◆ **WHAT YOU ARE ASKED TO DO**: Please output, without any change, the lines of the material below from the very first through the one with "pub const DELIMITER: char = ';';".

═════ PROVIDED DATA

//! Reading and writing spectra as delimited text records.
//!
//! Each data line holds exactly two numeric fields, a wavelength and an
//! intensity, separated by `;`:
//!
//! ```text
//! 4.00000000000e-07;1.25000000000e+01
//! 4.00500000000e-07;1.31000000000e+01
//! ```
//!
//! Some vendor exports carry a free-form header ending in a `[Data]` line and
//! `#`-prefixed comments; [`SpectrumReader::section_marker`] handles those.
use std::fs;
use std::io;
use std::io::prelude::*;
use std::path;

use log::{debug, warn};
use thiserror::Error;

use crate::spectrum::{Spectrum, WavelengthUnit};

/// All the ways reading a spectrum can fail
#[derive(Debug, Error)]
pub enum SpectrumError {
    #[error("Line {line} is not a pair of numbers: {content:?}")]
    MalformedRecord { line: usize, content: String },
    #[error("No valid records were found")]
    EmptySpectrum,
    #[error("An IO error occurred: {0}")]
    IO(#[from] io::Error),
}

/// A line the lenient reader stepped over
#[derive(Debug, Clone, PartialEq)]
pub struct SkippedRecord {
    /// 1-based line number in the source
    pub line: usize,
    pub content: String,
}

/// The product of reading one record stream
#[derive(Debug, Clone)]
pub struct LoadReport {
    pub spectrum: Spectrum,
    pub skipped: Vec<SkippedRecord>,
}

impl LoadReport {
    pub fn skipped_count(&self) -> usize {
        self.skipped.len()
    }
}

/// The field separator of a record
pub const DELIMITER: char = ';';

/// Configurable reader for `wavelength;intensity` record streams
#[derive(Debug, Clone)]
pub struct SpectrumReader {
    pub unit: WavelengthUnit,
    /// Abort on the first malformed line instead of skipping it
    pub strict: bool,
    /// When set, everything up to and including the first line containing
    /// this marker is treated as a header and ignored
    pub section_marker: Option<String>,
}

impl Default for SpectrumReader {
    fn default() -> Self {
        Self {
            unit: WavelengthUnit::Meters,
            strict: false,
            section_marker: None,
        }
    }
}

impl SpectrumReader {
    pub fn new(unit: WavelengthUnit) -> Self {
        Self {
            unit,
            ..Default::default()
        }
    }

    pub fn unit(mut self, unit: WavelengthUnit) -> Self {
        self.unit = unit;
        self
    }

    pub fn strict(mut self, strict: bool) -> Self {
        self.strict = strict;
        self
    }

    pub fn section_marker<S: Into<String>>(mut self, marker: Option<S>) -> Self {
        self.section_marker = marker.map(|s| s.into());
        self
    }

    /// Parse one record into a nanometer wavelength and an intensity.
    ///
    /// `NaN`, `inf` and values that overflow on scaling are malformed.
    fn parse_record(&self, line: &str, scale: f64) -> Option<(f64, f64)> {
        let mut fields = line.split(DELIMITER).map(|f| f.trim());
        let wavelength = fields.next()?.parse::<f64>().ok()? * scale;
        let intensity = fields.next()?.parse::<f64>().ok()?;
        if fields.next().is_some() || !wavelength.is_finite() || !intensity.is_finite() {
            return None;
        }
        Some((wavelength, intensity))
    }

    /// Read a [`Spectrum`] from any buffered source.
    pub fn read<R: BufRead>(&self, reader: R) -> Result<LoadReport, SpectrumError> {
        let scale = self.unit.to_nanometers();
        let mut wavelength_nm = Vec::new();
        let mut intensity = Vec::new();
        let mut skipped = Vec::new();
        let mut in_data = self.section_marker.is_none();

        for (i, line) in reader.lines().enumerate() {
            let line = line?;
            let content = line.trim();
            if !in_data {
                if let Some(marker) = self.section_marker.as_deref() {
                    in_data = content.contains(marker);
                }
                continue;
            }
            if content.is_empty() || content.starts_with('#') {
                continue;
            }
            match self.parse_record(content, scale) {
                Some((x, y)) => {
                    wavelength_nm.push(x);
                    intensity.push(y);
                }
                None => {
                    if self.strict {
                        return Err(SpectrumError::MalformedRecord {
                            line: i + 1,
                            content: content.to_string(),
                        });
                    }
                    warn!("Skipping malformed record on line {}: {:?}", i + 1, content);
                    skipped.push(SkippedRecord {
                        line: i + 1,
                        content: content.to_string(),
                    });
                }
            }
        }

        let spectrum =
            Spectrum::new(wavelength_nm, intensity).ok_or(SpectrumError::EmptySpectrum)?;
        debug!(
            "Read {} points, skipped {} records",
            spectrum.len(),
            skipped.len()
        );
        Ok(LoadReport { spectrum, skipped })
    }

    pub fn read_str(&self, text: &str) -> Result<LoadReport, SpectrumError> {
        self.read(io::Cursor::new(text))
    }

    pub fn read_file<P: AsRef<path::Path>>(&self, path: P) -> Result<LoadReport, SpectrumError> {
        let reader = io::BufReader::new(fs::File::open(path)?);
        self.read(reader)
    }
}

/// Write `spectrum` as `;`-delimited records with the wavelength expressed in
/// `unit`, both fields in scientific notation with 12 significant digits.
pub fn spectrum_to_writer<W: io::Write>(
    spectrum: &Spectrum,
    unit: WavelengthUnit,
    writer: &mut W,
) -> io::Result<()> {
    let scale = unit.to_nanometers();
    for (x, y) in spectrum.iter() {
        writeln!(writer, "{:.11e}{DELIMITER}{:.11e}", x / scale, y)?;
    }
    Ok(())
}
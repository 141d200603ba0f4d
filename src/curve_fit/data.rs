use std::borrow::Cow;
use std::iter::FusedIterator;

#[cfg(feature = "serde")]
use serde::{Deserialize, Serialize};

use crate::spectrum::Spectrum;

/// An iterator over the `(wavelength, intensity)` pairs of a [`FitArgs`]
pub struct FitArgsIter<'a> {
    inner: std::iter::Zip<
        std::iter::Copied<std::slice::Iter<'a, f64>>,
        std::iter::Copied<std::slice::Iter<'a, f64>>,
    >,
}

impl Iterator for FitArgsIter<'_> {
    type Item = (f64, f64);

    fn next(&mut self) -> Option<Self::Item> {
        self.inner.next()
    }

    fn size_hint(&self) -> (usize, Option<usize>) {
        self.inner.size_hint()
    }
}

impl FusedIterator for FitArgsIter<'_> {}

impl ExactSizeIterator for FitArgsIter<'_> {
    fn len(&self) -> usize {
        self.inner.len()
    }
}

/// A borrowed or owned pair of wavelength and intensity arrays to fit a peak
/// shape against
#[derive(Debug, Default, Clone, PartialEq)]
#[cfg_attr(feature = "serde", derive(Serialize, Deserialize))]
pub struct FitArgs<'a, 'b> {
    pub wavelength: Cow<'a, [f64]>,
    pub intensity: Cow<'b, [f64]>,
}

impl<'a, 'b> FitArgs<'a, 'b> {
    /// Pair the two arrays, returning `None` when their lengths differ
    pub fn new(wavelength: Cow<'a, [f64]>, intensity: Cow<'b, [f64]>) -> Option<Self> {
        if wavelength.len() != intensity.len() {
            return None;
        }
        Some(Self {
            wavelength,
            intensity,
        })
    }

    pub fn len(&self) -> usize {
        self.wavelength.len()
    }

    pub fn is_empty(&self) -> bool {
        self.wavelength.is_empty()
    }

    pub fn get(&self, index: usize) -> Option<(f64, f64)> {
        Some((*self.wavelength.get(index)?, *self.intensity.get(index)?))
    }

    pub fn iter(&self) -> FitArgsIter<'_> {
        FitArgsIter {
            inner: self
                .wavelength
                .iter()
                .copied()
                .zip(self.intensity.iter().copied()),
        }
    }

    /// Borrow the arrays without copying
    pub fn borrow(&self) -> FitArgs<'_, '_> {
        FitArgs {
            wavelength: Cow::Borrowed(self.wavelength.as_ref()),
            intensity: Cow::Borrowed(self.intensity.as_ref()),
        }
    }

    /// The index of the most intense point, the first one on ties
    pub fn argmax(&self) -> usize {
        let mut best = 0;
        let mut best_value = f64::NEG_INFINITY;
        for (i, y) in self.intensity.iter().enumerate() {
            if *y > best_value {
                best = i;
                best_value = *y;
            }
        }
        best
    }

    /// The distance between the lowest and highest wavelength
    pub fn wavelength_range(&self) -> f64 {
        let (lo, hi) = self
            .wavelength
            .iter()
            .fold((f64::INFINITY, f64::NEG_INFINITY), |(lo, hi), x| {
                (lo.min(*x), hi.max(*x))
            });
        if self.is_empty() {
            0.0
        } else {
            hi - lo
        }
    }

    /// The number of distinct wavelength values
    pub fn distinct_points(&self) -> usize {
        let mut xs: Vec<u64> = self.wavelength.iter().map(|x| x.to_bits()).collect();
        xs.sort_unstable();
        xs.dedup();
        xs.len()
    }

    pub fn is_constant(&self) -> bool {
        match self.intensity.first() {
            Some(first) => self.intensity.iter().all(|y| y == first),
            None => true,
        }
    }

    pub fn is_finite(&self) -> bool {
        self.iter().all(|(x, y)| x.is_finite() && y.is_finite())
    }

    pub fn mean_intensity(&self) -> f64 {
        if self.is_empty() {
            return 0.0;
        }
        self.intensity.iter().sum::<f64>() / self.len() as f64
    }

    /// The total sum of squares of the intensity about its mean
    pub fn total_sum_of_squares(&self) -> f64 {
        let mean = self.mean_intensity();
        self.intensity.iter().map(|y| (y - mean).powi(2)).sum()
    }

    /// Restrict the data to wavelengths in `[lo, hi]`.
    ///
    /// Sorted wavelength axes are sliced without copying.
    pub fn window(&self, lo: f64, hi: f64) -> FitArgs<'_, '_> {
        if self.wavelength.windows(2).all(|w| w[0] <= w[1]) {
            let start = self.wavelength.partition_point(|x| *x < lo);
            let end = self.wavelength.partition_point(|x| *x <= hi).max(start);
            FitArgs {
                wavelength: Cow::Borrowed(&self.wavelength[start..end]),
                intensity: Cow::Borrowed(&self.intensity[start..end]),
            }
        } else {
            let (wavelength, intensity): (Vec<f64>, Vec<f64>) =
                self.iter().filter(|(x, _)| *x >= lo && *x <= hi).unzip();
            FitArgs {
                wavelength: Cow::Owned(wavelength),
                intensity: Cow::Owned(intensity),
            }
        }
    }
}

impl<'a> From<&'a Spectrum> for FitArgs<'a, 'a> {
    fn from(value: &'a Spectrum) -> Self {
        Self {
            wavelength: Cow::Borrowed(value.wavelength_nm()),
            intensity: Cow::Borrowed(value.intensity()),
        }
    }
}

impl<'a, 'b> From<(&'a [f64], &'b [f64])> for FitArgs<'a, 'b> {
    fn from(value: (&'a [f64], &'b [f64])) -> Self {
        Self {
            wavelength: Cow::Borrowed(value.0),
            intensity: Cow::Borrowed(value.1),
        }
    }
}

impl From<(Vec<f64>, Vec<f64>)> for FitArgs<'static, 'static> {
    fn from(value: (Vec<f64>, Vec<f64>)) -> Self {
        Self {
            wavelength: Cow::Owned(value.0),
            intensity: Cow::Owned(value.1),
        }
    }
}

══════════

◆ **EXERCISE OUTPUT**:
//! Reading and writing spectra as delimited text records.
//!
//! Each data line holds exactly two numeric fields, a wavelength and an
//! intensity, separated by `;`:
//!
//! ```text
//! 4.00000000000e-07;1.25000000000e+01
//! 4.00500000000e-07;1.31000000000e+01
//! ```
//!
//! Some vendor exports carry a free-form header ending in a `[Data]` line and
//! `#`-prefixed comments; [`SpectrumReader::section_marker`] handles those.
use std::fs;
use std::io;
use std::io::prelude::*;
use std::path;

use log::{debug, warn};
use thiserror::Error;

use crate::spectrum::{Spectrum, WavelengthUnit};

/// All the ways reading a spectrum can fail
#[derive(Debug, Error)]
pub enum SpectrumError {
    #[error("Line {line} is not a pair of numbers: {content:?}")]
    MalformedRecord { line: usize, content: String },
    #[error("No valid records were found")]
    EmptySpectrum,
    #[error("An IO error occurred: {0}")]
    IO(#[from] io::Error),
}

/// A line the lenient reader stepped over
#[derive(Debug, Clone, PartialEq)]
pub struct SkippedRecord {
    /// 1-based line number in the source
    pub line: usize,
    pub content: String,
}

/// The product of reading one record stream
#[derive(Debug, Clone)]
pub struct LoadReport {
    pub spectrum: Spectrum,
    pub skipped: Vec<SkippedRecord>,
}

impl LoadReport {
    pub fn skipped_count(&self) -> usize {
        self.skipped.len()
    }
}

/// The field separator of a record
pub const DELIMITER: char = ';';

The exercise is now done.